• Exercise aim: Each entry needs to be reproduced exactly as it is.

Collected data:
....................

#[tokio::test]
async fn stale_processing_jobs_are_reclaimed() {
    let h = harness(MintMode::Queued);
    let event_id = seed_event(&h, "Rust Conf").await;
    let outcome = h.issuer.issue(request(event_id, 2)).await.unwrap();

    h.queue.mark_processing(outcome.job_id).await.unwrap();
    h.queue
        .backdate_claim(outcome.job_id, Duration::minutes(30))
        .unwrap();

    let worker = worker_over(&h, WorkerConfig::default());
    worker.sweep_stale().await;

    let job = h.queue.get(outcome.job_id).await.unwrap();
    assert_eq!(job.status, JobStatus::Failed);
    assert_eq!(job.error_message.as_deref(), Some("processing timed out"));
    for ticket in h.tickets.list_by_event(event_id).await.unwrap() {
        assert_eq!(ticket.nft_mint_status, MintStatus::Failed);
    }

    // The reclaimed job is now recoverable through the normal retry path.
    let coordinator = RetryCoordinator::new(Arc::clone(&h.queue) as _);
    assert_eq!(coordinator.retry(event_id).await.unwrap(), 1);
    worker.drain_once().await;
    assert_eq!(
        h.queue.get(outcome.job_id).await.unwrap().status,
        JobStatus::Minted
    );
}

#[tokio::test]
async fn mark_minted_requires_matching_token_count() {
    let h = harness(MintMode::Queued);
    let event_id = seed_event(&h, "Rust Conf").await;
    let outcome = h.issuer.issue(request(event_id, 3)).await.unwrap();

    h.queue.mark_processing(outcome.job_id).await.unwrap();
    let err = h
        .queue
        .mark_minted(outcome.job_id, &[U256::from(1)])
        .await
        .unwrap_err();
    assert!(matches!(err, CoreError::Validation(_)));
    assert_eq!(
        h.queue.get(outcome.job_id).await.unwrap().status,
        JobStatus::Processing
    );
}
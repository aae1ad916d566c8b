//! Ticket NFT contract binding.
//!
//! Builds calldata for the contract's mint entrypoints, submits the
//! transaction through the node, and blocks until the chain resolves it.
//! A broadcast transaction is never cancelled locally: the binding polls
//! for the receipt until the configured confirmation window elapses.

use crate::abi::{encode_call, AbiToken};
use crate::error::ChainError;
use crate::rpc::{JsonRpcClient, TransactionReceipt, TransactionRequest};
use async_trait::async_trait;
use primitive_types::{H160, H256, U256};
use serde_json::json;
use std::time::Duration;
use ticketmint_core::chain::{MintReceipt, NftContract};
use ticketmint_core::Result;

const BATCH_MINT_SIG: &str = "batchMint(address,uint256[],string[])";
const MINT_SIG: &str = "mint(address,uint256,string)";

/// Configuration for the contract binding.
#[derive(Clone, Debug)]
pub struct ContractConfig {
    /// How long to wait for a receipt before giving up on confirmation.
    pub confirmation_timeout: Duration,
    /// Delay between receipt polls.
    pub poll_interval: Duration,
}

impl Default for ContractConfig {
    fn default() -> Self {
        Self {
            confirmation_timeout: Duration::from_secs(120),
            poll_interval: Duration::from_secs(2),
        }
    }
}

/// [`NftContract`] implementation over JSON-RPC.
///
/// Transactions are sent from the recipient wallet, which must be an
/// account managed by the connected node or signer proxy.
#[derive(Clone)]
pub struct TicketNftContract {
    rpc: JsonRpcClient,
    config: ContractConfig,
}

impl TicketNftContract {
    /// Create a binding over an RPC client.
    #[must_use]
    pub fn new(rpc: JsonRpcClient, config: ContractConfig) -> Self {
        Self { rpc, config }
    }

    async fn submit_and_confirm(
        &self,
        contract: H160,
        sender: H160,
        calldata: Vec<u8>,
    ) -> std::result::Result<TransactionReceipt, ChainError> {
        let tx = TransactionRequest {
            from: sender,
            to: contract,
            data: format!("0x{}", hex::encode(calldata)),
        };

        let tx_hash: H256 = self.rpc.call("eth_sendTransaction", json!([tx])).await?;

        tracing::info!(
            tx_hash = %format!("{tx_hash:#x}"),
            contract = %format!("{contract:#x}"),
            "Mint transaction broadcast"
        );

        let receipt = tokio::time::timeout(
            self.config.confirmation_timeout,
            self.poll_receipt(tx_hash),
        )
        .await
        .map_err(|_| ChainError::ConfirmationTimeout {
            tx_hash: format!("{tx_hash:#x}"),
            seconds: self.config.confirmation_timeout.as_secs(),
        })??;

        if receipt.succeeded() {
            Ok(receipt)
        } else {
            Err(ChainError::Reverted {
                tx_hash: format!("{tx_hash:#x}"),
            })
        }
    }

    async fn poll_receipt(
        &self,
        tx_hash: H256,
    ) -> std::result::Result<TransactionReceipt, ChainError> {
        loop {
            let receipt: Option<TransactionReceipt> = self
                .rpc
                .call_optional(
                    "eth_getTransactionReceipt",
                    json!([format!("{tx_hash:#x}")]),
                )
                .await?;

            if let Some(receipt) = receipt {
                return Ok(receipt);
            }

            tokio::time::sleep(self.config.poll_interval).await;
        }
    }
}

#[async_trait]
impl NftContract for TicketNftContract {
    async fn batch_mint(
        &self,
        contract: H160,
        recipient: H160,
        token_ids: &[U256],
        uris: &[String],
    ) -> Result<MintReceipt> {
        if token_ids.len() != uris.len() {
            return Err(ticketmint_core::CoreError::Validation(format!(
                "token/uri count mismatch: {} vs {}",
                token_ids.len(),
                uris.len()
            )));
        }

        let calldata = encode_call(
            BATCH_MINT_SIG,
            &[
                AbiToken::Address(recipient),
                AbiToken::UintArray(token_ids.to_vec()),
                AbiToken::StrArray(uris.to_vec()),
            ],
        );

        let receipt = self
            .submit_and_confirm(contract, recipient, calldata)
            .await?;
        let block_number = receipt.block()?;

        tracing::info!(
            tx_hash = %format!("{:#x}", receipt.transaction_hash),
            block = block_number,
            tokens = token_ids.len(),
            "Batch mint confirmed"
        );

        Ok(MintReceipt {
            transaction_hash: receipt.transaction_hash,
            block_number,
            token_ids: token_ids.to_vec(),
        })
    }

    async fn mint(
        &self,
        contract: H160,
        recipient: H160,
        token_id: U256,
        uri: String,
    ) -> Result<MintReceipt> {
        let calldata = encode_call(
            MINT_SIG,
            &[
                AbiToken::Address(recipient),
                AbiToken::Uint(token_id),
                AbiToken::Str(uri),
            ],
        );

        let receipt = self
            .submit_and_confirm(contract, recipient, calldata)
            .await?;
        let block_number = receipt.block()?;

        tracing::info!(
            tx_hash = %format!("{:#x}", receipt.transaction_hash),
            block = block_number,
            "Mint confirmed"
        );

        Ok(MintReceipt {
            transaction_hash: receipt.transaction_hash,
            block_number,
            token_ids: vec![token_id],
        })
    }
}

#[cfg(test)]
mod tests {
    use super::*;

    #[test]
    fn default_config_bounds() {
        let config = ContractConfig::default();
        assert!(config.confirmation_timeout > config.poll_interval);
    }

    #[test]
    fn batch_mint_signature_is_canonical() {
        // Canonical signatures carry no spaces or parameter names.
        assert!(!BATCH_MINT_SIG.contains(' '));
        assert!(!MINT_SIG.contains(' '));
    }
}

....................

• Task solution:
#[tokio::test]
async fn stale_processing_jobs_are_reclaimed() {
    let h = harness(MintMode::Queued);
    let event_id = seed_event(&h, "Rust Conf").await;
    let outcome = h.issuer.issue(request(event_id, 2)).await.unwrap();

    h.queue.mark_processing(outcome.job_id).await.unwrap();
    h.queue
        .backdate_claim(outcome.job_id, Duration::minutes(30))
        .unwrap();

    let worker = worker_over(&h, WorkerConfig::default());
    worker.sweep_stale().await;

    let job = h.queue.get(outcome.job_id).await.unwrap();
    assert_eq!(job.status, JobStatus::Failed);
    assert_eq!(job.error_message.as_deref(), Some("processing timed out"));
    for ticket in h.tickets.list_by_event(event_id).await.unwrap() {
        assert_eq!(ticket.nft_mint_status, MintStatus::Failed);
    }

    // The reclaimed job is now recoverable through the normal retry path.
    let coordinator = RetryCoordinator::new(Arc::clone(&h.queue) as _);
    assert_eq!(coordinator.retry(event_id).await.unwrap(), 1);
    worker.drain_once().await;
    assert_eq!(
        h.queue.get(outcome.job_id).await.unwrap().status,
        JobStatus::Minted
    );
}

#[tokio::test]
async fn mark_minted_requires_matching_token_count() {
    let h = harness(MintMode::Queued);
    let event_id = seed_event(&h, "Rust Conf").await;
    let outcome = h.issuer.issue(request(event_id, 3)).await.unwrap();

    h.queue.mark_processing(outcome.job_id).await.unwrap();
    let err = h
        .queue
        .mark_minted(outcome.job_id, &[U256::from(1)])
        .await
        .unwrap_err();
    assert!(matches!(err, CoreError::Validation(_)));
    assert_eq!(
        h.queue.get(outcome.job_id).await.unwrap().status,
        JobStatus::Processing
    );
}
repository aae1ad916d566c8b
//! Ticket NFT contract binding.
//!
//! Builds calldata for the contract's mint entrypoints, submits the
//! transaction through the node, and blocks until the chain resolves it.
//! A broadcast transaction is never cancelled locally: the binding polls
//! for the receipt until the configured confirmation window elapses.

use crate::abi::{encode_call, AbiToken};
use crate::error::ChainError;
use crate::rpc::{JsonRpcClient, TransactionReceipt, TransactionRequest};
use async_trait::async_trait;
use primitive_types::{H160, H256, U256};
use serde_json::json;
use std::time::Duration;
use ticketmint_core::chain::{MintReceipt, NftContract};
use ticketmint_core::Result;

const BATCH_MINT_SIG: &str = "batchMint(address,uint256[],string[])";
const MINT_SIG: &str = "mint(address,uint256,string)";

/// Configuration for the contract binding.
#[derive(Clone, Debug)]
pub struct ContractConfig {
    /// How long to wait for a receipt before giving up on confirmation.
    pub confirmation_timeout: Duration,
    /// Delay between receipt polls.
    pub poll_interval: Duration,
}

impl Default for ContractConfig {
    fn default() -> Self {
        Self {
            confirmation_timeout: Duration::from_secs(120),
            poll_interval: Duration::from_secs(2),
        }
    }
}

/// [`NftContract`] implementation over JSON-RPC.
///
/// Transactions are sent from the recipient wallet, which must be an
/// account managed by the connected node or signer proxy.
#[derive(Clone)]
pub struct TicketNftContract {
    rpc: JsonRpcClient,
    config: ContractConfig,
}

impl TicketNftContract {
    /// Create a binding over an RPC client.
    #[must_use]
    pub fn new(rpc: JsonRpcClient, config: ContractConfig) -> Self {
        Self { rpc, config }
    }

    async fn submit_and_confirm(
        &self,
        contract: H160,
        sender: H160,
        calldata: Vec<u8>,
    ) -> std::result::Result<TransactionReceipt, ChainError> {
        let tx = TransactionRequest {
            from: sender,
            to: contract,
            data: format!("0x{}", hex::encode(calldata)),
        };

        let tx_hash: H256 = self.rpc.call("eth_sendTransaction", json!([tx])).await?;

        tracing::info!(
            tx_hash = %format!("{tx_hash:#x}"),
            contract = %format!("{contract:#x}"),
            "Mint transaction broadcast"
        );

        let receipt = tokio::time::timeout(
            self.config.confirmation_timeout,
            self.poll_receipt(tx_hash),
        )
        .await
        .map_err(|_| ChainError::ConfirmationTimeout {
            tx_hash: format!("{tx_hash:#x}"),
            seconds: self.config.confirmation_timeout.as_secs(),
        })??;

        if receipt.succeeded() {
            Ok(receipt)
        } else {
            Err(ChainError::Reverted {
                tx_hash: format!("{tx_hash:#x}"),
            })
        }
    }

    async fn poll_receipt(
        &self,
        tx_hash: H256,
    ) -> std::result::Result<TransactionReceipt, ChainError> {
        loop {
            let receipt: Option<TransactionReceipt> = self
                .rpc
                .call_optional(
                    "eth_getTransactionReceipt",
                    json!([format!("{tx_hash:#x}")]),
                )
                .await?;

            if let Some(receipt) = receipt {
                return Ok(receipt);
            }

            tokio::time::sleep(self.config.poll_interval).await;
        }
    }
}

#[async_trait]
impl NftContract for TicketNftContract {
    async fn batch_mint(
        &self,
        contract: H160,
        recipient: H160,
        token_ids: &[U256],
        uris: &[String],
    ) -> Result<MintReceipt> {
        if token_ids.len() != uris.len() {
            return Err(ticketmint_core::CoreError::Validation(format!(
                "token/uri count mismatch: {} vs {}",
                token_ids.len(),
                uris.len()
            )));
        }

        let calldata = encode_call(
            BATCH_MINT_SIG,
            &[
                AbiToken::Address(recipient),
                AbiToken::UintArray(token_ids.to_vec()),
                AbiToken::StrArray(uris.to_vec()),
            ],
        );

        let receipt = self
            .submit_and_confirm(contract, recipient, calldata)
            .await?;
        let block_number = receipt.block()?;

        tracing::info!(
            tx_hash = %format!("{:#x}", receipt.transaction_hash),
            block = block_number,
            tokens = token_ids.len(),
            "Batch mint confirmed"
        );

        Ok(MintReceipt {
            transaction_hash: receipt.transaction_hash,
            block_number,
            token_ids: token_ids.to_vec(),
        })
    }

    async fn mint(
        &self,
        contract: H160,
        recipient: H160,
        token_id: U256,
        uri: String,
    ) -> Result<MintReceipt> {
        let calldata = encode_call(
            MINT_SIG,
            &[
                AbiToken::Address(recipient),
                AbiToken::Uint(token_id),
                AbiToken::Str(uri),
            ],
        );

        let receipt = self
            .submit_and_confirm(contract, recipient, calldata)
            .await?;
        let block_number = receipt.block()?;

        tracing::info!(
            tx_hash = %format!("{:#x}", receipt.transaction_hash),
            block = block_number,
            "Mint confirmed"
        );

        Ok(MintReceipt {
            transaction_hash: receipt.transaction_hash,
            block_number,
            token_ids: vec![token_id],
        })
    }
}

#[cfg(test)]
mod tests {
    use super::*;

    #[test]
    fn default_config_bounds() {
        let config = ContractConfig::default();
        assert!(config.confirmation_timeout > config.poll_interval);
    }

    #[test]
    fn batch_mint_signature_is_canonical() {
        // Canonical signatures carry no spaces or parameter names.
        assert!(!BATCH_MINT_SIG.contains(' '));
        assert!(!MINT_SIG.contains(' '));
    }
}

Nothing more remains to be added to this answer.